■ DATA IN THIS EXERCISE
════════════════════
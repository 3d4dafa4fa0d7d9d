// SPDX-FileCopyrightText: 2026 Bruno Meilick
// SPDX-License-Identifier: LicenseRef-Mindweave-FreeUse-NoCopy-NoDerivatives
//
// All rights reserved.
//
// This file is part of Mindweave and is proprietary software.
// Unauthorized copying, modification, or distribution is prohibited.

use serde::{Deserialize, Serialize};

use super::connection::Connection;
use super::geometry::Point;
use super::ids::NodeId;
use super::node::Node;
use super::style::{root_node_style, DEFAULT_ROOT_TEXT};

/// Where the root of a fresh document is placed when no viewport is known.
pub const DEFAULT_ROOT_POSITION: Point = Point { x: 400.0, y: 300.0 };

/// One point in history: the full node and connection arrays of a document.
///
/// Snapshots are values. Edits build a new snapshot and never mutate one that has been handed
/// to the history.
#[derive(Debug, Clone, Default, PartialEq, Serialize, Deserialize)]
pub struct Snapshot {
    pub nodes: Vec<Node>,
    pub connections: Vec<Connection>,
}

impl Snapshot {
    pub fn new(nodes: Vec<Node>, connections: Vec<Connection>) -> Self {
        Self { nodes, connections }
    }

    /// A fresh document: a single root node at `position`.
    pub fn with_root(text: impl Into<String>, position: Point) -> Self {
        let root = Node::new(NodeId::generate(), text, position).with_style(root_node_style());
        Self {
            nodes: vec![root],
            connections: Vec::new(),
        }
    }

    pub fn fresh(position: Point) -> Self {
        Self::with_root(DEFAULT_ROOT_TEXT, position)
    }

    pub fn is_empty(&self) -> bool {
        self.nodes.is_empty()
    }

    /// The document root: the first node without a parent.
    pub fn root(&self) -> Option<&Node> {
        self.nodes.iter().find(|n| n.is_root())
    }

    pub fn node(&self, node_id: &NodeId) -> Option<&Node> {
        self.nodes.iter().find(|n| &n.id == node_id)
    }

    pub fn with_nodes(&self, nodes: Vec<Node>) -> Self {
        Self {
            nodes,
            connections: self.connections.clone(),
        }
    }

    pub fn with_connections(&self, connections: Vec<Connection>) -> Self {
        Self {
            nodes: self.nodes.clone(),
            connections,
        }
    }
}

#[cfg(test)]
mod tests {
    use super::Snapshot;
    use crate::model::Point;

    #[test]
    fn fresh_snapshot_has_a_single_styled_root() {
        let snapshot = Snapshot::fresh(Point::new(400.0, 300.0));
        assert_eq!(snapshot.nodes.len(), 1);
        assert!(snapshot.connections.is_empty());

        let root = snapshot.root().expect("root");
        assert_eq!(root.parent_id, None);
        assert_eq!(root.text, "Central topic");
        assert_eq!(root.x, 400.0);
        assert!(root.style.contains_key("backgroundColor"));
    }
}
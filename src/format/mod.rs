// SPDX-FileCopyrightText: 2026 Bruno Meilick
// SPDX-License-Identifier: LicenseRef-Mindweave-FreeUse-NoCopy-NoDerivatives
//
// All rights reserved.
//
// This file is part of Mindweave and is proprietary software.
// Unauthorized copying, modification, or distribution is prohibited.

//! Serialization formats: tree codec, persisted payload, file export/import.

pub mod file;
pub mod payload;
pub mod tree;

pub use file::{default_export_filename, export_json, import_json, ImportError};
pub use payload::{
    decode_payload, parse_payload, DocumentPayload, LoadOutcome, PayloadError, PayloadKind,
    PayloadMetadata, PAYLOAD_VERSION,
};
pub use tree::{to_flat, to_tree, unreachable_nodes, TreeNode};
// SPDX-FileCopyrightText: 2026 Bruno Meilick
// SPDX-License-Identifier: LicenseRef-Mindweave-FreeUse-NoCopy-NoDerivatives
//
// All rights reserved.
//
// This file is part of Mindweave and is proprietary software.
// Unauthorized copying, modification, or distribution is prohibited.

//! Presentation attributes.
//!
//! The engine never interprets styles; they are open JSON objects carried through edits and
//! persistence unchanged. The defaults below are what a fresh document is seeded with.

use serde_json::{json, Map, Value};

/// Open mapping of presentation attributes (color, shape, size, font, ...).
pub type Style = Map<String, Value>;

pub const DEFAULT_NODE_TEXT: &str = "New node";
pub const DEFAULT_ROOT_TEXT: &str = "Central topic";

fn object(value: Value) -> Style {
    match value {
        Value::Object(map) => map,
        _ => Style::new(),
    }
}

/// Renderer defaults for a regular node. Nodes themselves start with an empty style and the
/// renderer falls back to these.
pub fn default_node_style() -> Style {
    object(json!({
        "backgroundColor": "#1e293b",
        "borderColor": "#3b82f6",
        "borderWidth": 2,
        "borderRadius": 8,
        "color": "#ffffff",
        "fontSize": 14,
        "fontWeight": "normal",
        "fontStyle": "normal",
        "textDecoration": "none",
        "fontFamily": "Inter",
        "shape": "rectangle",
        "width": 140,
        "padding": 12
    }))
}

/// Style stamped on the root node of a fresh document.
pub fn root_node_style() -> Style {
    object(json!({
        "backgroundColor": "#3b82f6",
        "borderColor": "#60a5fa",
        "width": 180,
        "fontSize": 16,
        "fontWeight": "600"
    }))
}

pub fn default_connection_style() -> Style {
    object(json!({
        "color": "#f59e0b",
        "width": 2,
        "dashed": true
    }))
}

/// Shallow merge: every key of `patch` overwrites the same key of `base`.
pub fn merge_style(base: &mut Style, patch: &Style) {
    for (key, value) in patch {
        base.insert(key.clone(), value.clone());
    }
}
════════════════════
■ WHAT YOU NEED TO DO
Copy out each line of the entries above that holds "iter".

■ ANSWER SECTION
        self.nodes.iter().find(|n| n.is_root())
        self.nodes.iter().find(|n| &n.id == node_id)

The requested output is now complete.